When she was dying, she told me to remember the good times rather than the bad and that my biggest problem in life would be “that I was too sensitive.” This left me wondering why she had spent all of her time berating me.
I spent many years suffering from the way she had treated me and from the fact that I never believed that she had really loved me. It was a painful burden to carry.
She broke my heart. From time to time, I thought about her statement to me about how she would have been somewhere else if given a choice. It made me said that she would have left us if she hadn’t been locked in by cancer and her age, but just recently, I have begun to reflect upon her statement slightly differently.
About six months ago, creeping closer and closer to the age that she was when she died, I began wondering what she really meant when she uttered those fateful words. Where would she have gone? If she wasn’t forty and had cancer, what would she have chosen for herself?

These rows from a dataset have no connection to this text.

#![cfg(feature = "benchmarks")]

use crate::{ContextOptions, DynArr, Head, Pool, RegionContext, Step};
use criterion::{BatchSize, BenchmarkId, Criterion};
use rand::Rng;
use std::sync::Arc;

pub fn dynarr_benchmark(c: &mut Criterion) {
    set_benchmark(c);
    get_benchmark(c);
    release_benchmark(c);
}

fn pool() -> Pool {
    Pool::new(0, Arc::new(RegionContext::new(ContextOptions::new())))
}

fn release(pool: &Pool, head: &mut Head) {
    let mut arr = DynArr::new(pool, head);
    let mut iter = arr.release_iter();
    while !arr.trim(0, &mut iter).is_done() {}
}

fn set_benchmark(c: &mut Criterion) {
    let mut group = c.benchmark_group("set");
    let pool = pool();

    for n in [1_000u32, 100_000] {
        group.bench_function(BenchmarkId::new("sequential", n), |b| {
            b.iter(|| {
                let mut head = Head::new();
                let mut arr = DynArr::new(&pool, &mut head);
                for pos in 0..n {
                    *arr.set(pos).unwrap() = pos;
                }
                release(&pool, &mut head);
            })
        });

        group.bench_function(BenchmarkId::new("random", n), |b| {
            let mut rand = rand::thread_rng();
            b.iter_batched(
                || (0..n).map(|_| rand.gen_range(0..1 << 24)).collect::<Vec<u32>>(),
                |positions| {
                    let mut head = Head::new();
                    let mut arr = DynArr::new(&pool, &mut head);
                    for pos in positions {
                        *arr.set(pos).unwrap() = pos;
                    }
                    release(&pool, &mut head);
                },
                BatchSize::SmallInput,
            )
        });
    }

    group.finish();
}

fn get_benchmark(c: &mut Criterion) {
    let mut group = c.benchmark_group("get");
    let mut rand = rand::thread_rng();
    let pool = pool();

    // one array per depth.
    for top in [200u32, 60_000, 16_000_000, 1 << 31] {
        let mut head = Head::new();
        let mut arr = DynArr::new(&pool, &mut head);
        for _ in 0..1000 {
            let pos = rand.gen_range(0..top);
            *arr.set(pos).unwrap() = pos;
        }
        let levels = arr.head().levels();

        group.bench_function(BenchmarkId::new("levels", levels), |b| {
            b.iter_batched(
                || rand.gen_range(0..top),
                |pos| arr.get(pos).copied(),
                BatchSize::SmallInput,
            )
        });
        release(&pool, &mut head);
    }

    group.finish();
}

fn release_benchmark(c: &mut Criterion) {
    let mut group = c.benchmark_group("release");
    let pool = pool();

    for n in [1_000u32, 100_000] {
        group.bench_function(BenchmarkId::new("surfacing", n), |b| {
            b.iter_batched(
                || {
                    let mut head = Head::new();
                    let mut arr = DynArr::new(&pool, &mut head);
                    for pos in 0..n {
                        *arr.set(pos).unwrap() = pos;
                    }
                    head
                },
                |mut head| {
                    let mut arr = DynArr::new(&pool, &mut head);
                    let mut iter = arr.release_iter();
                    let mut out = 0;
                    while arr.release(&mut iter, &mut out) != Step::Done {}
                    head
                },
                BatchSize::LargeInput,
            )
        });
    }

    group.finish();
}
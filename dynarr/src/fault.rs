//! Fatal consistency faults.
//!
//! These report broken invariants: memory corruption or an accounting defect somewhere else. They
//! are never turned into recoverable errors.

use std::fmt;

/// Report a consistency fault and stop.
#[cold]
#[inline(never)]
#[track_caller]
pub(crate) fn consistency_fault(what: fmt::Arguments) -> ! {
    tracing::error!("{}", what);
    panic!("dynarr consistency fault: {}", what)
}
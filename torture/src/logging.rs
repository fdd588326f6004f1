use std::io::{self, IsTerminal as _};

use tracing::level_filters::LevelFilter;
use tracing_subscriber::{fmt, EnvFilter};

const ENV_NAME: &str = "DYNARR_TORTURE_LOG";

fn istty() -> bool {
    io::stdout().is_terminal() && io::stderr().is_terminal()
}

/// Creates the env filter from [`ENV_NAME`], defaulting to `info`.
fn env_filter() -> EnvFilter {
    let builder = EnvFilter::builder().with_default_directive(LevelFilter::INFO.into());
    match std::env::var(ENV_NAME) {
        Ok(env) => builder.parse(env).unwrap(),
        Err(std::env::VarError::NotPresent) => builder.parse("").unwrap(),
        Err(std::env::VarError::NotUnicode(_)) => {
            panic!("Environment variable {} is not unicode", ENV_NAME);
        }
    }
}

pub fn init() {
    let format = fmt::format()
        .with_level(true)
        .with_target(false)
        .with_thread_ids(false)
        .with_thread_names(true)
        .compact()
        .with_timer(fmt::time::SystemTime::default());
    let subscriber = fmt::Subscriber::builder()
        .with_env_filter(env_filter())
        .with_writer(io::stdout)
        .with_ansi(istty())
        .event_format(format)
        .finish();

    tracing::subscriber::set_global_default(subscriber).expect("Failed to set subscriber");
}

I started to reflect upon how very unhappy she must have been to scream at her only daughter all the time, lock me in my room, kick holes through my door, and push me from a moving car.
I not only felt empathy for myself for being terrorized but also for her for having terrorized me. She must have been miserable to behave that way, to be so very angry. I felt sorry for her.
If there was some place that would have made her happy, I wish she had gone there. I know my mother loved childhood fantasy. She adored Santa Claus and Disney World. Perhaps in her fantasy, she might have been an elf or a Disney Princess.
Or maybe, there was something else she dreamed of that she never fulfilled. An authentic part of herself behind the fake preppy, perfect, suburban veneer she displayed for all to see. It made me take stock of myself.
Am I happy where I am? Do I want to be in my house? In my marriage? With my children?
I purposefully choose activities that make me happy to prevent ending up like her. No one is happy all the time, but if there is something I cannot avoid that does not make me happy, I try to find a way to make it more pleasant for myself so that I am not miserable.
I can honestly say that if I were not forty-two and married with children, I would want to be exactly where I am, doing exactly what I am doing, although I tweak some things every day to make this sense of serenity more and more of a reality.
We only have a certain amount of control over our lives, but the control we do have is incredibly powerful. That control to change our circumstances and point of view is priceless. It’s something that can’t be taken away.
Are you happy? If given the choice, would you leave your life, or would you work to make it a happier place to be? There is no right or wrong answer. What can you change today to make yourself a happier person?
I suggest you take action immediately.